Segment Start: Recorded data
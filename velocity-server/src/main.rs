use std::net::SocketAddr;

use anyhow::Context;
use tracing_subscriber::{layer::SubscriberExt, util::SubscriberInitExt};

use velocity_server::{build_router, config, db, AppState};

#[tokio::main]
async fn main() -> anyhow::Result<()> {
    // Load environment variables from .env file
    dotenv::dotenv().ok();

    tracing_subscriber::registry()
        .with(
            tracing_subscriber::EnvFilter::try_from_default_env()
                .unwrap_or_else(|_| "velocity_server=debug,tower_http=debug".into()),
        )
        .with(tracing_subscriber::fmt::layer())
        .init();

    let settings = config::Settings::new().context("Failed to load settings")?;

    let db = db::Database::new(&settings.database.path).context("Failed to create database")?;
    db.initialize()
        .context("Failed to initialize database schema")?;

    if settings.database.demo_data {
        db.seed_demo_data().context("Failed to seed demo data")?;
        tracing::info!("Demo data seeded successfully");
    }

    tracing::info!("Database initialized successfully");

    if settings.auth.email_login {
        tracing::warn!("EMAIL_LOGIN is enabled; anyone can sign in as any email, including the admin");
    } else {
        tracing::info!("Email login is disabled; set EMAIL_LOGIN=true for local development");
    }

    if settings.github.token.is_none() {
        tracing::warn!("GITHUB_ACCESS_TOKEN is not set; scrape triggers will fail");
    }

    let addr: SocketAddr = format!("{}:{}", settings.server.host, settings.server.port)
        .parse()
        .context("Failed to parse server address")?;

    let state = AppState::new(db, settings);

    match state.session_manager.cleanup_expired_sessions() {
        Ok(count) if count > 0 => tracing::info!("Cleaned up {} expired sessions on startup", count),
        Ok(_) => tracing::info!("No expired sessions to clean up"),
        Err(e) => tracing::error!("Failed to cleanup expired sessions on startup: {}", e),
    }

    // Hourly purge of expired sessions
    let cleanup_state = state.clone();
    tokio::spawn(async move {
        let mut interval = tokio::time::interval(tokio::time::Duration::from_secs(3600));
        loop {
            interval.tick().await;
            tracing::debug!("Running periodic session cleanup...");
            match cleanup_state.session_manager.cleanup_expired_sessions() {
                Ok(count) if count > 0 => {
                    tracing::info!("Periodic cleanup: removed {} expired sessions", count)
                }
                Ok(_) => {}
                Err(e) => tracing::error!("Periodic session cleanup failed: {}", e),
            }
        }
    });

    let app = build_router(state);

    tracing::info!("Starting server on {}", addr);
    let listener = tokio::net::TcpListener::bind(addr)
        .await
        .context("Failed to bind to address")?;

    axum::serve(listener, app).await.context("Server error")?;
    Ok(())
}
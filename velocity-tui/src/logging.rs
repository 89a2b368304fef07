use log::LevelFilter;
use simplelog::*;
use std::fs::{File, OpenOptions};
use std::path::PathBuf;

/// Logging configuration for the terminal dashboard.
/// The terminal owns stdout, so everything goes to a file.
#[derive(Debug, Clone)]
pub struct LogConfig {
    pub enabled: bool,
    pub log_file: PathBuf,
    pub clear_on_startup: bool,
    pub features: LogFeatures,
    pub level: LevelFilter,
}

/// Feature flags for specific logging categories
#[derive(Debug, Clone)]
pub struct LogFeatures {
    pub key_events: bool,
    pub api_calls: bool,
    pub general: bool,
}

impl Default for LogConfig {
    fn default() -> Self {
        Self {
            enabled: true,
            log_file: PathBuf::from("velocity_tui.log"),
            clear_on_startup: true,
            features: LogFeatures::default(),
            level: LevelFilter::Info,
        }
    }
}

impl Default for LogFeatures {
    fn default() -> Self {
        Self {
            key_events: false,
            api_calls: true,
            general: true,
        }
    }
}

impl LogConfig {
    pub fn disabled() -> Self {
        Self {
            enabled: false,
            ..Default::default()
        }
    }

    /// Everything on, down to trace level
    pub fn verbose() -> Self {
        Self {
            level: LevelFilter::Trace,
            features: LogFeatures {
                key_events: true,
                api_calls: true,
                general: true,
            },
            ..Default::default()
        }
    }

    pub fn with_file(mut self, path: impl Into<PathBuf>) -> Self {
        self.log_file = path.into();
        self
    }
}

/// Open the log file for appending, truncating it first when configured to
fn open_log_file(config: &LogConfig) -> anyhow::Result<File> {
    if config.clear_on_startup {
        File::create(&config.log_file)?;
    }

    let file = OpenOptions::new()
        .create(true)
        .append(true)
        .open(&config.log_file)?;
    Ok(file)
}

/// Initialize the logging system with the given configuration
pub fn init_logging(config: &LogConfig) -> anyhow::Result<()> {
    if !config.enabled {
        let _ = WriteLogger::init(LevelFilter::Off, Config::default(), std::io::sink());
        return Ok(());
    }

    let log_file = open_log_file(config)?;

    let log_config = ConfigBuilder::new()
        .set_time_format_rfc3339()
        .set_time_offset_to_local()
        .unwrap_or_else(|builder| builder)
        .build();

    WriteLogger::init(config.level, log_config, log_file)?;

    log::info!(
        "Logging initialized: file={}, level={:?}",
        config.log_file.display(),
        config.level
    );
    Ok(())
}

/// Log a key event when key logging is switched on
#[macro_export]
macro_rules! log_key_event {
    ($config:expr, $($arg:tt)*) => {
        if $config.enabled && $config.features.key_events {
            log::debug!(target: "key_events", $($arg)*);
        }
    };
}

/// Log an API call when API logging is switched on
#[macro_export]
macro_rules! log_api_call {
    ($config:expr, $($arg:tt)*) => {
        if $config.enabled && $config.features.api_calls {
            log::debug!(target: "api_calls", $($arg)*);
        }
    };
}

#[cfg(test)]
mod tests {
    use super::*;
    use std::io::Write;

    #[test]
    fn test_verbose_enables_every_feature() {
        let config = LogConfig::verbose();
        assert_eq!(config.level, LevelFilter::Trace);
        assert!(config.features.key_events);
        assert!(config.features.api_calls);
    }

    #[test]
    fn test_default_skips_key_events() {
        let config = LogConfig::default();
        assert!(config.enabled);
        assert!(!config.features.key_events);
        assert!(!LogConfig::disabled().enabled);
    }

    #[test]
    fn test_open_log_file_truncates_on_startup() {
        let dir = tempfile::tempdir().unwrap();
        let path = dir.path().join("tui.log");
        std::fs::write(&path, "stale output\n").unwrap();

        let config = LogConfig::default().with_file(&path);
        let mut file = open_log_file(&config).unwrap();
        writeln!(file, "fresh").unwrap();

        assert_eq!(std::fs::read_to_string(&path).unwrap(), "fresh\n");
    }

    #[test]
    fn test_open_log_file_appends_when_not_clearing() {
        let dir = tempfile::tempdir().unwrap();
        let path = dir.path().join("tui.log");
        std::fs::write(&path, "kept\n").unwrap();

        let config = LogConfig {
            clear_on_startup: false,
            ..LogConfig::default().with_file(&path)
        };
        let mut file = open_log_file(&config).unwrap();
        writeln!(file, "more").unwrap();

        assert_eq!(std::fs::read_to_string(&path).unwrap(), "kept\nmore\n");
    }
}
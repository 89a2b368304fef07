use axum::{extract::State, http::HeaderMap, Json};

use velocity_types::SettingsResponse;

use super::ApiResult;
use crate::access::require_profile;
use crate::db::repositories::ProfileRepository;
use crate::state::AppState;

/// GET /settings - Account, plan and API key status
pub async fn get_settings(
    State(state): State<AppState>,
    headers: HeaderMap,
) -> ApiResult<Json<SettingsResponse>> {
    let (profile, _) = require_profile(&state, &headers)?;
    let has_api_key = ProfileRepository::new(state.db.pool.clone()).has_api_key(&profile.id)?;
    let tier = profile.subscription_tier;

    Ok(Json(SettingsResponse {
        profile,
        plan: tier.details(),
        features: tier.features(),
        has_api_key,
    }))
}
Segment End: Recorded data
*Your assignment:* Scan the listing above. Collect all lines with the word "configuration".

*Solution to this task:*
/// Logging configuration for the terminal dashboard.
/// Initialize the logging system with the given configuration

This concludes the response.